WHAT IS NEEDED
Look through the records below, and whenever a line contains "match", copy it.

(Stored items)
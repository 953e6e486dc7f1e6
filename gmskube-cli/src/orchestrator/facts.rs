//! Cluster lookups an operation performs once, before its first step.

use snafu::{OptionExt, ResultExt};
use tracing::debug;

use crate::cluster::ClusterClient;
use crate::error::{
    ClusterSnafu, MissingConfigEntrySnafu, MissingConfigMapSnafu, MissingInstanceTypeSnafu,
    Result,
};
use crate::instance::InstanceType;
use crate::labels;
use crate::settings::InstanceSettings;

/// Contents of the shared `ingress-ports-config` config map
#[derive(Debug, Clone, PartialEq, Eq)]
pub struct IngressConfig {
    pub base_domain: String,
    pub istio_port: String,
    pub nginx_port: String,
}

/// What an operation knows about the cluster and its instance
#[derive(Debug, Clone, PartialEq, Eq)]
pub struct ClusterFacts {
    pub base_domain: String,
    pub ingress_port: String,
    pub istio: bool,
}

impl ClusterFacts {
    /// Resolve the ingress address, honoring a port supplied on the
    /// command line.
    pub async fn fetch(
        cluster: &dyn ClusterClient,
        settings: &InstanceSettings,
        istio: bool,
    ) -> Result<Self> {
        let ingress = ingress_config(cluster).await?;
        let ingress_port = match &settings.ingress_port {
            Some(port) => port.clone(),
            None if istio => ingress.istio_port,
            None => ingress.nginx_port,
        };
        debug!("Base domain: {}", ingress.base_domain);
        debug!("Ingress port: {ingress_port}");

        Ok(Self {
            base_domain: ingress.base_domain,
            ingress_port,
            istio,
        })
    }
}

pub async fn ingress_config(cluster: &dyn ClusterClient) -> Result<IngressConfig> {
    let config_map = match cluster
        .config_map(labels::GMS_SYSTEM_NAMESPACE, labels::INGRESS_PORTS_CONFIG_MAP)
        .await
    {
        Ok(config_map) => config_map,
        Err(e) if e.is_not_found() => {
            return MissingConfigMapSnafu {
                config_map: labels::INGRESS_PORTS_CONFIG_MAP,
                namespace: labels::GMS_SYSTEM_NAMESPACE,
            }
            .fail();
        }
        Err(source) => return Err(source).context(ClusterSnafu),
    };

    let entry = |key: &str| {
        config_map.data.get(key).cloned().context(MissingConfigEntrySnafu {
            config_map: labels::INGRESS_PORTS_CONFIG_MAP,
            key,
        })
    };

    Ok(IngressConfig {
        base_domain: entry("base_domain")?,
        istio_port: entry("istio_port")?,
        nginx_port: entry("nginx_port")?,
    })
}

/// Whether the instance namespace has istio injection enabled
pub async fn namespace_istio(cluster: &dyn ClusterClient, namespace: &str) -> Result<bool> {
    let namespace_labels = cluster
        .namespace_labels(namespace)
        .await
        .context(ClusterSnafu)?;
    let istio = namespace_labels
        .get(labels::ISTIO_INJECTION)
        .is_some_and(|v| v == labels::ISTIO_INJECTION_ENABLED);
    debug!("Is Istio: {istio}");
    Ok(istio)
}

/// The instance type from the settings, or from the `gms/type` label the
/// install recorded on the instance's `gms` config map.
pub async fn instance_type(
    cluster: &dyn ClusterClient,
    settings: &InstanceSettings,
) -> Result<InstanceType> {
    if let Some(known) = settings.chart.known_type() {
        return Ok(known);
    }

    let namespace = settings.namespace();
    let config_map = match cluster.config_map(namespace, labels::GMS_CONFIG_MAP).await {
        Ok(config_map) => config_map,
        Err(e) if e.is_not_found() => {
            return MissingConfigMapSnafu {
                config_map: labels::GMS_CONFIG_MAP,
                namespace,
            }
            .fail();
        }
        Err(source) => return Err(source).context(ClusterSnafu),
    };

    let instance_type = config_map
        .labels
        .get(labels::GMS_TYPE)
        .and_then(|value| InstanceType::from_label(value))
        .context(MissingInstanceTypeSnafu { namespace })?;
    debug!("Instance type: {instance_type}");
    Ok(instance_type)
}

EXERCISE ANSWER
        let ingress_port = match &settings.ingress_port {
    let config_map = match cluster
    let config_map = match cluster.config_map(namespace, labels::GMS_CONFIG_MAP).await {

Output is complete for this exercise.